Collected data:
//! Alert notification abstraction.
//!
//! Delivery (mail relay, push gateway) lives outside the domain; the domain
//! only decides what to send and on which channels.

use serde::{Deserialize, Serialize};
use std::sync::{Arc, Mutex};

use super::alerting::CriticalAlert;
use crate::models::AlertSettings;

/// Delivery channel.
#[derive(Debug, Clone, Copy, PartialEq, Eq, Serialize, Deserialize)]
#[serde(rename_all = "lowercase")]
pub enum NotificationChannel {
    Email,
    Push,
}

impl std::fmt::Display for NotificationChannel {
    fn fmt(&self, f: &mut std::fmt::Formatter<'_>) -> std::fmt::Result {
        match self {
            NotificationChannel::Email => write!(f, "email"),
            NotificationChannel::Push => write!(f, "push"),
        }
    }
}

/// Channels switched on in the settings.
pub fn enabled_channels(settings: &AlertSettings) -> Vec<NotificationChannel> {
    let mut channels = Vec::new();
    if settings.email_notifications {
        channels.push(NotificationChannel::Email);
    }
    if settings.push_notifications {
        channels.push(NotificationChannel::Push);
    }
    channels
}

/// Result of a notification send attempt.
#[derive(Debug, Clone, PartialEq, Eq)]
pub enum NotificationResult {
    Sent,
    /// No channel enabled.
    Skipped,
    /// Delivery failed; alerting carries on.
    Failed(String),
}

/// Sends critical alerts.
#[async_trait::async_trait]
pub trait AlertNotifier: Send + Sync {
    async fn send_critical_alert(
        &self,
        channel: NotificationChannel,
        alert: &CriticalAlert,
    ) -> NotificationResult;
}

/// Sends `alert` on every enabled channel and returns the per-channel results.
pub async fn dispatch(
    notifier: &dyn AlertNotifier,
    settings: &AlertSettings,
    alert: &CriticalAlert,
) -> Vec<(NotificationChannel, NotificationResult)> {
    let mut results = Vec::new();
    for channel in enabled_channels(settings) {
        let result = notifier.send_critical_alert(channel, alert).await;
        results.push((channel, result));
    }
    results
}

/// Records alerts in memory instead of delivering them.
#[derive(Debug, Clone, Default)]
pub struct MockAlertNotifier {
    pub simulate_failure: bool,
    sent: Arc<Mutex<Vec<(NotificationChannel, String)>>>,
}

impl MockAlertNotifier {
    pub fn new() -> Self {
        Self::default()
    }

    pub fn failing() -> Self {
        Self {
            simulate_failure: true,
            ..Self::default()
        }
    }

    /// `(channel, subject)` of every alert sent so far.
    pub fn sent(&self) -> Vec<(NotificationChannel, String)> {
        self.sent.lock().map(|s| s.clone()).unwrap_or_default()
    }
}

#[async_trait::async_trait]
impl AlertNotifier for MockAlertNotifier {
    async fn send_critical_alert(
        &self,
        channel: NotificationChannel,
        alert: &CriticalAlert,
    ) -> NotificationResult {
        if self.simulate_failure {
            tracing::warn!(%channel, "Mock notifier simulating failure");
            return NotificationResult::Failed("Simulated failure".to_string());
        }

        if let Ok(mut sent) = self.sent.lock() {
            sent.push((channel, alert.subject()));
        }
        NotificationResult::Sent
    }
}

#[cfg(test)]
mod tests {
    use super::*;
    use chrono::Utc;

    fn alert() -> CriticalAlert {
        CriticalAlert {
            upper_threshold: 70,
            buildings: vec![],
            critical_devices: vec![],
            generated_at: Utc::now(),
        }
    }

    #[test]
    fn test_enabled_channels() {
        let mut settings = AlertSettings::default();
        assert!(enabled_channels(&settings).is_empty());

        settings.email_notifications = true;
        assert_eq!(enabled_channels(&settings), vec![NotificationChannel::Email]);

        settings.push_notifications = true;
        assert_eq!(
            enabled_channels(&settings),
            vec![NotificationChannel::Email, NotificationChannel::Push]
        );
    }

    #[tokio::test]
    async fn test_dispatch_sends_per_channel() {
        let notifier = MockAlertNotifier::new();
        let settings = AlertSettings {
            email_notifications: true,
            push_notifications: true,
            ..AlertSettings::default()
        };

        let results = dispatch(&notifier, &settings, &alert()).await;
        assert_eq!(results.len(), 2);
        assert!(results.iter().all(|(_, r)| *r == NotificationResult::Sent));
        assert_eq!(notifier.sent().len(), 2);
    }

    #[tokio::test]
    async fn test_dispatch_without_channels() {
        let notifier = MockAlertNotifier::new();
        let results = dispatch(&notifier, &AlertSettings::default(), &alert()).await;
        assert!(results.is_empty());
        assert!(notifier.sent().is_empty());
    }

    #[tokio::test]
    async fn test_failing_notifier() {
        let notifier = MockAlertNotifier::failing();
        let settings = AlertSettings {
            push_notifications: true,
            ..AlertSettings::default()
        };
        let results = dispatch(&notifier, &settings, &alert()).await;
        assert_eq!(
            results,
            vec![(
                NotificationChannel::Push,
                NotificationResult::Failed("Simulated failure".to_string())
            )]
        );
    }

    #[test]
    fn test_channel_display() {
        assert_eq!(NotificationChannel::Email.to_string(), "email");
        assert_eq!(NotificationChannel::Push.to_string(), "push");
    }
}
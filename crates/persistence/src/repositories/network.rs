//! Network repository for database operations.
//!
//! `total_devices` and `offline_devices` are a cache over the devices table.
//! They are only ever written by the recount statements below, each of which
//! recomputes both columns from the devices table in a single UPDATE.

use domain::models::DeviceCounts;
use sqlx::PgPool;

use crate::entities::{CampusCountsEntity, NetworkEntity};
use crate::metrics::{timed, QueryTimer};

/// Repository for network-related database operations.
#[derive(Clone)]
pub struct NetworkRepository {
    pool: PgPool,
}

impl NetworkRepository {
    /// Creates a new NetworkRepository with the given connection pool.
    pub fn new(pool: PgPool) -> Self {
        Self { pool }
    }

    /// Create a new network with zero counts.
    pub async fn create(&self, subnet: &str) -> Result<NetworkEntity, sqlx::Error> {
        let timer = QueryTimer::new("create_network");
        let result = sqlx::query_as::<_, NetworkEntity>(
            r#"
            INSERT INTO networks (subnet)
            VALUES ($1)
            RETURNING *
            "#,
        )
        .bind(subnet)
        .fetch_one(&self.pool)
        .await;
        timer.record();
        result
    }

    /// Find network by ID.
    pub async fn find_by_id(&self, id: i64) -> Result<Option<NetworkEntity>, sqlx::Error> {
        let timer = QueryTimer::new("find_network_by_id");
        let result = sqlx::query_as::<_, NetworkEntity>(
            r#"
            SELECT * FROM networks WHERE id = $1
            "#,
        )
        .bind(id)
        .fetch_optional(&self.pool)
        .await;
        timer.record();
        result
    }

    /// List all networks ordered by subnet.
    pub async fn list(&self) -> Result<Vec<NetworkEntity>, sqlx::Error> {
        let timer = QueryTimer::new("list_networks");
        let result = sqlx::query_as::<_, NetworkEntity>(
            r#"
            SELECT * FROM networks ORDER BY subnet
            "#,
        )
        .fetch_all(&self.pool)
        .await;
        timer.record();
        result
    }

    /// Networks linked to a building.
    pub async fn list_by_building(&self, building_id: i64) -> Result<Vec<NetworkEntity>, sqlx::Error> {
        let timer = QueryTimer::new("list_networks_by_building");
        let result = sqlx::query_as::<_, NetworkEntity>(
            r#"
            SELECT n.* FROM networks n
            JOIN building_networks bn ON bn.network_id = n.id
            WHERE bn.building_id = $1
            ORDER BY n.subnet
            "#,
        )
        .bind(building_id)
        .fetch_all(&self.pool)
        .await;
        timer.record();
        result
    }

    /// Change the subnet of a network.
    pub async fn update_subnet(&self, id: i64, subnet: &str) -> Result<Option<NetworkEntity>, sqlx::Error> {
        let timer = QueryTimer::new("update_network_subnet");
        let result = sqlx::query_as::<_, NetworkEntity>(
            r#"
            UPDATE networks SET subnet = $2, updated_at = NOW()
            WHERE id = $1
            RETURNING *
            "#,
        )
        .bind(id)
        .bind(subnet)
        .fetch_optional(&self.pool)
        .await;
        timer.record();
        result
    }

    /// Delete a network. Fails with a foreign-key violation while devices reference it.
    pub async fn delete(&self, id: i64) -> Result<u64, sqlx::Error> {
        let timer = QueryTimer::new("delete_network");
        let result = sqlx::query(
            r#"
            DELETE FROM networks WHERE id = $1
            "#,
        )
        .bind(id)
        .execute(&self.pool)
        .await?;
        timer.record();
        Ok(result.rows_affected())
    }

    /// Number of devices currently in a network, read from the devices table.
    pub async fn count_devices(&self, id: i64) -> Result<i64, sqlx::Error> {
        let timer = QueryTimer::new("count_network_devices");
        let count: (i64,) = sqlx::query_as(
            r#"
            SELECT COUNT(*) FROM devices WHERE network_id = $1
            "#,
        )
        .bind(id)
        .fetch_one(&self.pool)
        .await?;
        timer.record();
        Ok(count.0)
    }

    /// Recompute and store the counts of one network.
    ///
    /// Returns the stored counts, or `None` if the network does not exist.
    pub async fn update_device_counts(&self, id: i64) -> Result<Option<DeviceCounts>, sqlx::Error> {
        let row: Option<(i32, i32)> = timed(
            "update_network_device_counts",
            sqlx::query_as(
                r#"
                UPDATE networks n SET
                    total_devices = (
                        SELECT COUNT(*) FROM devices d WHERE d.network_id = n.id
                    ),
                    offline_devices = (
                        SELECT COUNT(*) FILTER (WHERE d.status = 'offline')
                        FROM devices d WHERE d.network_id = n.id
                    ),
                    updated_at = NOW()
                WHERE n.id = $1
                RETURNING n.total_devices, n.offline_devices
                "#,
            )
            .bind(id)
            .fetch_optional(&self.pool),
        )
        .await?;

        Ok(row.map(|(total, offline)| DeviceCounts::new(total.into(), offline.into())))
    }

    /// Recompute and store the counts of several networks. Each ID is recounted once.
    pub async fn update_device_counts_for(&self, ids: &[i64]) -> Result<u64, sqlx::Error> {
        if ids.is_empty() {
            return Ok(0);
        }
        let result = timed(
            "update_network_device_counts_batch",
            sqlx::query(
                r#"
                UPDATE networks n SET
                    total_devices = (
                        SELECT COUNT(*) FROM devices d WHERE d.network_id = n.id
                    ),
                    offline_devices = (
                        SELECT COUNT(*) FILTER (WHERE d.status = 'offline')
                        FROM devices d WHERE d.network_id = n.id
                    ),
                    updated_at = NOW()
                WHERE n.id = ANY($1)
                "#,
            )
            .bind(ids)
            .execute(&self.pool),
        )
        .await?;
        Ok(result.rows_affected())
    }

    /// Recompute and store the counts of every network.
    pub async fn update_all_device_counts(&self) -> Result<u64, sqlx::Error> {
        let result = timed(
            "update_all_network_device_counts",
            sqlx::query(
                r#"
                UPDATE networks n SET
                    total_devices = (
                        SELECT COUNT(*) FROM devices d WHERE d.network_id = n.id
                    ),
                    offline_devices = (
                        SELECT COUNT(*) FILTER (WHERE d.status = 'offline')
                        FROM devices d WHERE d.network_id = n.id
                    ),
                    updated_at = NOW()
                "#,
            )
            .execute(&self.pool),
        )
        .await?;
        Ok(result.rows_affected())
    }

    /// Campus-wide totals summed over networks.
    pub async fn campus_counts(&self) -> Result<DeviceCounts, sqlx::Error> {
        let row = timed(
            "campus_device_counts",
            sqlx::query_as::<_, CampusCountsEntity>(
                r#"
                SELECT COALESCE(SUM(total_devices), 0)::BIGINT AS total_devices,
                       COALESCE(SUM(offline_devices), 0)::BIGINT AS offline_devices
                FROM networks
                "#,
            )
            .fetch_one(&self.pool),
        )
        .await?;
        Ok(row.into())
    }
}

- TASK PROMPT
Beginning with the line that has "pub enum NotificationResult" and ending with the line that has "for channel in", set down the lines above exactly and include no others.

- SOLUTION
pub enum NotificationResult {
    Sent,
    /// No channel enabled.
    Skipped,
    /// Delivery failed; alerting carries on.
    Failed(String),
}

/// Sends critical alerts.
#[async_trait::async_trait]
pub trait AlertNotifier: Send + Sync {
    async fn send_critical_alert(
        &self,
        channel: NotificationChannel,
        alert: &CriticalAlert,
    ) -> NotificationResult;
}

/// Sends `alert` on every enabled channel and returns the per-channel results.
pub async fn dispatch(
    notifier: &dyn AlertNotifier,
    settings: &AlertSettings,
    alert: &CriticalAlert,
) -> Vec<(NotificationChannel, NotificationResult)> {
    let mut results = Vec::new();
    for channel in enabled_channels(settings) {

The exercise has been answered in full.